=== Section Start ===
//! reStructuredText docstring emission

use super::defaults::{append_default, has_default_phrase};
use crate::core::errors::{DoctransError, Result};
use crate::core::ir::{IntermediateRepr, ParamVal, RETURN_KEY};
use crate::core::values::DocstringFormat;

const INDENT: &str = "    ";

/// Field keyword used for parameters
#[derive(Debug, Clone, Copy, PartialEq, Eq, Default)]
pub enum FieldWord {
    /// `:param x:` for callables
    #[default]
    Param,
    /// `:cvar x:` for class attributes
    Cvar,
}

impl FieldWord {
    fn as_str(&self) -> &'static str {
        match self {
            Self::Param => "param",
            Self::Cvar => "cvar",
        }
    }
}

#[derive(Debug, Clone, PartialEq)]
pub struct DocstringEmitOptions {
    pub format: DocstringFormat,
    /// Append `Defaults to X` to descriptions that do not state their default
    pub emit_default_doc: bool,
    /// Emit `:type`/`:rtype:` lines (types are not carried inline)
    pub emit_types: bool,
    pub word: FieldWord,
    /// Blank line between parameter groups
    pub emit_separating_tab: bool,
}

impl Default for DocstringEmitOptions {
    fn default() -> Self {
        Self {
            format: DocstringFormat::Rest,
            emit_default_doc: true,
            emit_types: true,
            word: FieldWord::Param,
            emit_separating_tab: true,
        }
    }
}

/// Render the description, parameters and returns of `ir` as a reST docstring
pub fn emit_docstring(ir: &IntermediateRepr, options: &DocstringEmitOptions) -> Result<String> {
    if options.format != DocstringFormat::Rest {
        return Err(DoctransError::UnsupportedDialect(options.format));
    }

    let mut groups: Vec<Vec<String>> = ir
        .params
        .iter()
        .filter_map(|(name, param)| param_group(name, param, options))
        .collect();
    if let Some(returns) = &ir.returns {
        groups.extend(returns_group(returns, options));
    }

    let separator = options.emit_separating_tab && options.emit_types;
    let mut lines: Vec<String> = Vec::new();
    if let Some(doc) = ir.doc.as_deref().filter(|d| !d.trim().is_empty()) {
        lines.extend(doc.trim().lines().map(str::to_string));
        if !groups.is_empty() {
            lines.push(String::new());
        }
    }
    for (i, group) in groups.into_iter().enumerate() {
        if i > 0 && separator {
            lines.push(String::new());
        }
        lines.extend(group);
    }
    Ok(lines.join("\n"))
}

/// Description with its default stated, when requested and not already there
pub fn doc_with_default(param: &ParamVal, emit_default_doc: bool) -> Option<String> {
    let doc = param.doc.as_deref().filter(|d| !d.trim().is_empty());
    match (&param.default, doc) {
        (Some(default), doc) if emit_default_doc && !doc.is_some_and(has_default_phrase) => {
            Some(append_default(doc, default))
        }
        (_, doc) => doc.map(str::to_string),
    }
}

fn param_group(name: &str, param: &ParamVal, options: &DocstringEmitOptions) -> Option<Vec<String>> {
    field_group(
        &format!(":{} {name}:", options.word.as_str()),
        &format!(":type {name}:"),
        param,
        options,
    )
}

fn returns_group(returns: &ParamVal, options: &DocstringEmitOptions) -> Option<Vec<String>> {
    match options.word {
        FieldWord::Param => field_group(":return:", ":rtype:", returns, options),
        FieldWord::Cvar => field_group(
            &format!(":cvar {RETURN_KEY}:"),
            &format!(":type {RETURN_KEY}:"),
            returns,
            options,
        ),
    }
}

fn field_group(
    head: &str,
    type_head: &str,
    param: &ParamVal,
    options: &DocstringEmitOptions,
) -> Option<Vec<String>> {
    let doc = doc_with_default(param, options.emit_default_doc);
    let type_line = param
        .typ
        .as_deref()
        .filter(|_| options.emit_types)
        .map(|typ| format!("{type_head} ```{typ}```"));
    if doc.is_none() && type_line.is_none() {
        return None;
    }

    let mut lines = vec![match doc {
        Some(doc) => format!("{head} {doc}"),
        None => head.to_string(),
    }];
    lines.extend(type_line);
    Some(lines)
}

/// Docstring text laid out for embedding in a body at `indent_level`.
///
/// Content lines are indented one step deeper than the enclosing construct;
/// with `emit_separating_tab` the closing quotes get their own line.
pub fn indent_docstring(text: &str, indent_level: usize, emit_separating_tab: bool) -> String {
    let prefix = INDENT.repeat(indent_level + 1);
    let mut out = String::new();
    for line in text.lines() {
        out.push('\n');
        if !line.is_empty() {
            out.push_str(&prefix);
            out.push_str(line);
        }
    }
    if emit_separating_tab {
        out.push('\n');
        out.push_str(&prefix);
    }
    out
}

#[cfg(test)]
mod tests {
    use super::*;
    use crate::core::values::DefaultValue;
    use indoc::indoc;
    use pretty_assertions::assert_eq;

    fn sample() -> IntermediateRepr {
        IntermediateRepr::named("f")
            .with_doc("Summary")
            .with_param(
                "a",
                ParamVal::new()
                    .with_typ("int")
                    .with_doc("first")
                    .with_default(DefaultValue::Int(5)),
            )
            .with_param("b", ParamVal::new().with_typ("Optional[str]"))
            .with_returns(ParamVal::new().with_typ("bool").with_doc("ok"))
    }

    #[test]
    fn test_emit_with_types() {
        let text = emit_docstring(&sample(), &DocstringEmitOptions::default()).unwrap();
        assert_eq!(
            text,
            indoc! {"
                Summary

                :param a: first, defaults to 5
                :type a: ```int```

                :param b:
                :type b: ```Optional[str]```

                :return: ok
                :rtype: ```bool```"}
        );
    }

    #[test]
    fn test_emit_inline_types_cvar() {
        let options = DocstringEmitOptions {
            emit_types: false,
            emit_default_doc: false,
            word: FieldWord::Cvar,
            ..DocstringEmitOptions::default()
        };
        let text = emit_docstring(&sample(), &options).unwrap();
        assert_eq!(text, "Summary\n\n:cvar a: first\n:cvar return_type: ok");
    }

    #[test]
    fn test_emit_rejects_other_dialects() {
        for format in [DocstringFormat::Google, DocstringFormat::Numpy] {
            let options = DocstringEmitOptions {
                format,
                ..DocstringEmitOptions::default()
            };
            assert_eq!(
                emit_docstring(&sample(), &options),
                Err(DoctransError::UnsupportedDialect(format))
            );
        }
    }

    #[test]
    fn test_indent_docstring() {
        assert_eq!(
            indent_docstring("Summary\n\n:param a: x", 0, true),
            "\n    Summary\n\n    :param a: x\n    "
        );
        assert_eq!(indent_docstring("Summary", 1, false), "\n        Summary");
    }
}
=== Section End ===
=== Section Start ===
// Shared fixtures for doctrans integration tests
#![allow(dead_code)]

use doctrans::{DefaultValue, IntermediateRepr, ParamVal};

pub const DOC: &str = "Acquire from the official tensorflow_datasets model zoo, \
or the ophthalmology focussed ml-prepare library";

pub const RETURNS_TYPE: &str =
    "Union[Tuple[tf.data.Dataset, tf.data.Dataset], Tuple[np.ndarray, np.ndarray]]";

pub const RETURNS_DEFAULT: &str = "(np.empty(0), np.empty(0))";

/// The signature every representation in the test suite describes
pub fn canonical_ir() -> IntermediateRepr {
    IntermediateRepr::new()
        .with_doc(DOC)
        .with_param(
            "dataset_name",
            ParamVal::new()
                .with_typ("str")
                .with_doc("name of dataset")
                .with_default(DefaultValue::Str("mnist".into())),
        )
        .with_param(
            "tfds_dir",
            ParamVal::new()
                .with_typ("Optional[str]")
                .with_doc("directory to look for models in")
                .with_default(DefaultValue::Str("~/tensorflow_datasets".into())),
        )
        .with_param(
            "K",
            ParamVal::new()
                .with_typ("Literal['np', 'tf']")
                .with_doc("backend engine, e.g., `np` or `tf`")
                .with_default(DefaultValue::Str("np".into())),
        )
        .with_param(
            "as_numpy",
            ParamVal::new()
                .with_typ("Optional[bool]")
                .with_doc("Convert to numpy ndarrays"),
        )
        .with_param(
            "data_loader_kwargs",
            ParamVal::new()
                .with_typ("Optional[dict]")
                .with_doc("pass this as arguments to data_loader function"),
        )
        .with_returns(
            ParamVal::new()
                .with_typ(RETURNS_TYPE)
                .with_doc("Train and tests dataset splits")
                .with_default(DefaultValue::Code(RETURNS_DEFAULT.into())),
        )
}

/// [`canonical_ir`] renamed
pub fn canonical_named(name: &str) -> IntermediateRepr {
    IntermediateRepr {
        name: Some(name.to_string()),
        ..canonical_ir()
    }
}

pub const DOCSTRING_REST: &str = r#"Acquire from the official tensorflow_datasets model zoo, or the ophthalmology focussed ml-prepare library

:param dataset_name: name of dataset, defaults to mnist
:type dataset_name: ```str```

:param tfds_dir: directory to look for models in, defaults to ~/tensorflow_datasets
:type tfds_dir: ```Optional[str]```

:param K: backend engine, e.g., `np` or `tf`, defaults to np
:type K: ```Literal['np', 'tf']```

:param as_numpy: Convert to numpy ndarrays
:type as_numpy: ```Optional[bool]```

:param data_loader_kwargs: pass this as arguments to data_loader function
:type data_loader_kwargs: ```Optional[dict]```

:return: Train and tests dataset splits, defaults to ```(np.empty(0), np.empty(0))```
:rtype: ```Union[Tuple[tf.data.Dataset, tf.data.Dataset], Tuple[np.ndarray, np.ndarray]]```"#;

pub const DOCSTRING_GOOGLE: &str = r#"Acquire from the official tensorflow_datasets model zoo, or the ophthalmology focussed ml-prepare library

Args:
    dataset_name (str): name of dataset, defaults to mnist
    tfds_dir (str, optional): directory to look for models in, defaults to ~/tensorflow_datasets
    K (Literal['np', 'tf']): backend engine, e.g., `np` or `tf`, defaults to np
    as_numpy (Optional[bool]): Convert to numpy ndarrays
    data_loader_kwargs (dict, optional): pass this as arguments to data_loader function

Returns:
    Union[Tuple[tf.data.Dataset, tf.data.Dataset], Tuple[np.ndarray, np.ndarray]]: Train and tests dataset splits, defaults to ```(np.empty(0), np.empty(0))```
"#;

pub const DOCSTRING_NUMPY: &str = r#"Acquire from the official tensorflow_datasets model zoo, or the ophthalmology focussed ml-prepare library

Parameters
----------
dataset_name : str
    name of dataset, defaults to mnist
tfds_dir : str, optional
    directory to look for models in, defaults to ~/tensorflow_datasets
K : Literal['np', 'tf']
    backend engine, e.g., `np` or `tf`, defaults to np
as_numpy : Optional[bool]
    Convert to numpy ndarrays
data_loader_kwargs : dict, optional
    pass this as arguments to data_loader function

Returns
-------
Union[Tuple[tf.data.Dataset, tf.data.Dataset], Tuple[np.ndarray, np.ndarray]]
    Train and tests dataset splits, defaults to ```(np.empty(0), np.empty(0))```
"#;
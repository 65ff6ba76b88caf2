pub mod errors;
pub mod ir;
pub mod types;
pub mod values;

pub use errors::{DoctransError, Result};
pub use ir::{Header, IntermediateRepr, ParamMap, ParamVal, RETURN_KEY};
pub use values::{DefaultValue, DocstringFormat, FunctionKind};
=== Section End ===
### REQUIRED ACTION
The lines that mention the word "unwrap" should be pulled from the records above.

### RESPONSE
        let text = emit_docstring(&sample(), &DocstringEmitOptions::default()).unwrap();
        let text = emit_docstring(&sample(), &options).unwrap();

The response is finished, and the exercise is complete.